• Provided information:
=== Begin Enclosure ===

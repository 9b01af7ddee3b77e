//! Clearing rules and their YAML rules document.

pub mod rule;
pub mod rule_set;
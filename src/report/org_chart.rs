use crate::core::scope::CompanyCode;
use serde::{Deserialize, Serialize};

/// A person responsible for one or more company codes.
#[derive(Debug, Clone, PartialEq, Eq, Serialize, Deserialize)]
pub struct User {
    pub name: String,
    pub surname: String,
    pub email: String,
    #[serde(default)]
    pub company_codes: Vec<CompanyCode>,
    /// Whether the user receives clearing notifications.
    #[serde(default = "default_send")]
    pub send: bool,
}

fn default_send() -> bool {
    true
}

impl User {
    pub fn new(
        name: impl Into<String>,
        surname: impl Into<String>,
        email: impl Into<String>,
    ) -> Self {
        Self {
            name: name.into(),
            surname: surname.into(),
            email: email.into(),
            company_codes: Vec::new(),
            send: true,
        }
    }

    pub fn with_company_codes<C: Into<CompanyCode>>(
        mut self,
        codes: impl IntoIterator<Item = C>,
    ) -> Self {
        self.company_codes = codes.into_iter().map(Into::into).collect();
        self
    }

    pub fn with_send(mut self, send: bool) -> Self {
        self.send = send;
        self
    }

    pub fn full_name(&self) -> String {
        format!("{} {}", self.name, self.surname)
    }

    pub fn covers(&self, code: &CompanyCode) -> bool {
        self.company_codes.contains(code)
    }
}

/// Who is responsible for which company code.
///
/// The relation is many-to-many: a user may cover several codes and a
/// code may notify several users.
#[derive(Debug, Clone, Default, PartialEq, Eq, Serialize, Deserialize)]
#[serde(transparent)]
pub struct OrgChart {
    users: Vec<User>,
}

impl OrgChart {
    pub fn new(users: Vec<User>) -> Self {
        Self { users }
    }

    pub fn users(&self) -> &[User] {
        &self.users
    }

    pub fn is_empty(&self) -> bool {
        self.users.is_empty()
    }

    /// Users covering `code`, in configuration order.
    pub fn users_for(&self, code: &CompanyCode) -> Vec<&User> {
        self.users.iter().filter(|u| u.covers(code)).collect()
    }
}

=== End Enclosure ===
=== Begin Enclosure ===

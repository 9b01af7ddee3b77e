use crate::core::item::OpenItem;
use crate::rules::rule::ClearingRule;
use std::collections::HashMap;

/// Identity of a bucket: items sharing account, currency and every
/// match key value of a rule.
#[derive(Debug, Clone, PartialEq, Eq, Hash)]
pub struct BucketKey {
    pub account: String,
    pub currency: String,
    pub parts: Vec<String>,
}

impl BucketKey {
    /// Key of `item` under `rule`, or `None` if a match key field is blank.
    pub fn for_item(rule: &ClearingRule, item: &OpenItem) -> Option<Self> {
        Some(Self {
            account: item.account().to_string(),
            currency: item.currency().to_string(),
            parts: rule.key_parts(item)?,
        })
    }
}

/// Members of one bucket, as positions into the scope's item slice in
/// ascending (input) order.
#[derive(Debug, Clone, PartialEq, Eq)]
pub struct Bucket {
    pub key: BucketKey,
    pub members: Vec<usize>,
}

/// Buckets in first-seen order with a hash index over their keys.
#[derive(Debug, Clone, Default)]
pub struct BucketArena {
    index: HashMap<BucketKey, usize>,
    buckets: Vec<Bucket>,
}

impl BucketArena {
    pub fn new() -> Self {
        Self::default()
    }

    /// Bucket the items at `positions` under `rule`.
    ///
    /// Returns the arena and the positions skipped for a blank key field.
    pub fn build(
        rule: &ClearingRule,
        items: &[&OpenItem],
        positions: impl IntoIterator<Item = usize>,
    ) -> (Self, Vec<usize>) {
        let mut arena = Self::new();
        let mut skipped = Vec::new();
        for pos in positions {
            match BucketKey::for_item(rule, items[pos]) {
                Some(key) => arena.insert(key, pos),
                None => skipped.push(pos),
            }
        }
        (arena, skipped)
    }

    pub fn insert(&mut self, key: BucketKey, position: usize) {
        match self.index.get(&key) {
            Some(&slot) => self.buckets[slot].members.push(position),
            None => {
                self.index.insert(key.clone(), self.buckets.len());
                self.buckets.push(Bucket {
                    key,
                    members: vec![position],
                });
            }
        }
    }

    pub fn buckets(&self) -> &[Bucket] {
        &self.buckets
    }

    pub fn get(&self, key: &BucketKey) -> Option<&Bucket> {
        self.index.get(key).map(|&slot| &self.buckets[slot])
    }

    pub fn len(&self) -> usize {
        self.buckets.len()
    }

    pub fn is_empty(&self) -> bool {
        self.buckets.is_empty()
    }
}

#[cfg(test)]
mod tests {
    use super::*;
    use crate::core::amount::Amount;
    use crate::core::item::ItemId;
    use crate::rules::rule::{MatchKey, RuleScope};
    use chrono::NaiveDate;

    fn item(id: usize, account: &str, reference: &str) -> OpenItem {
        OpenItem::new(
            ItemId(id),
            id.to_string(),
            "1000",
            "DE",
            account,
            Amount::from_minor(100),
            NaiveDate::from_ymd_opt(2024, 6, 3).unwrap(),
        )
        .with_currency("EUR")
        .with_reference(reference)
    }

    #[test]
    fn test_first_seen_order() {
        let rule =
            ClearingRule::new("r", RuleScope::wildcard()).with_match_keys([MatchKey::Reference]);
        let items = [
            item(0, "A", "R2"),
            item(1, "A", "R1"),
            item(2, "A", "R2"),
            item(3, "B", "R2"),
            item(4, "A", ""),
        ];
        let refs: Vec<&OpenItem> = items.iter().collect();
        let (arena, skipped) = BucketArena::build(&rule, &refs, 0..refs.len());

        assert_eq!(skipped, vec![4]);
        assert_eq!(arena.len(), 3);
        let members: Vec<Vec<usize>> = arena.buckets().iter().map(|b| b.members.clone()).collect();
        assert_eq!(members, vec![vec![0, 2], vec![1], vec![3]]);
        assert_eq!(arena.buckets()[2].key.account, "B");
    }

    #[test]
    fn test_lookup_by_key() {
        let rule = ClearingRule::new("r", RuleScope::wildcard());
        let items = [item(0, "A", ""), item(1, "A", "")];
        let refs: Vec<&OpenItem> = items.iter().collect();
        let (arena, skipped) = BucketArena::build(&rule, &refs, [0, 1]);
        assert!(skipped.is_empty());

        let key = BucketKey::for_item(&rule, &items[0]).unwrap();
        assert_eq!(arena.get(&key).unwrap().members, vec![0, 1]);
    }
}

=== End Enclosure ===

• Work required:
Wherever "push" occurs in the entries above, copy the line it sits on.

• Task solution:
                None => skipped.push(pos),
            Some(&slot) => self.buckets[slot].members.push(position),
                self.buckets.push(Bucket {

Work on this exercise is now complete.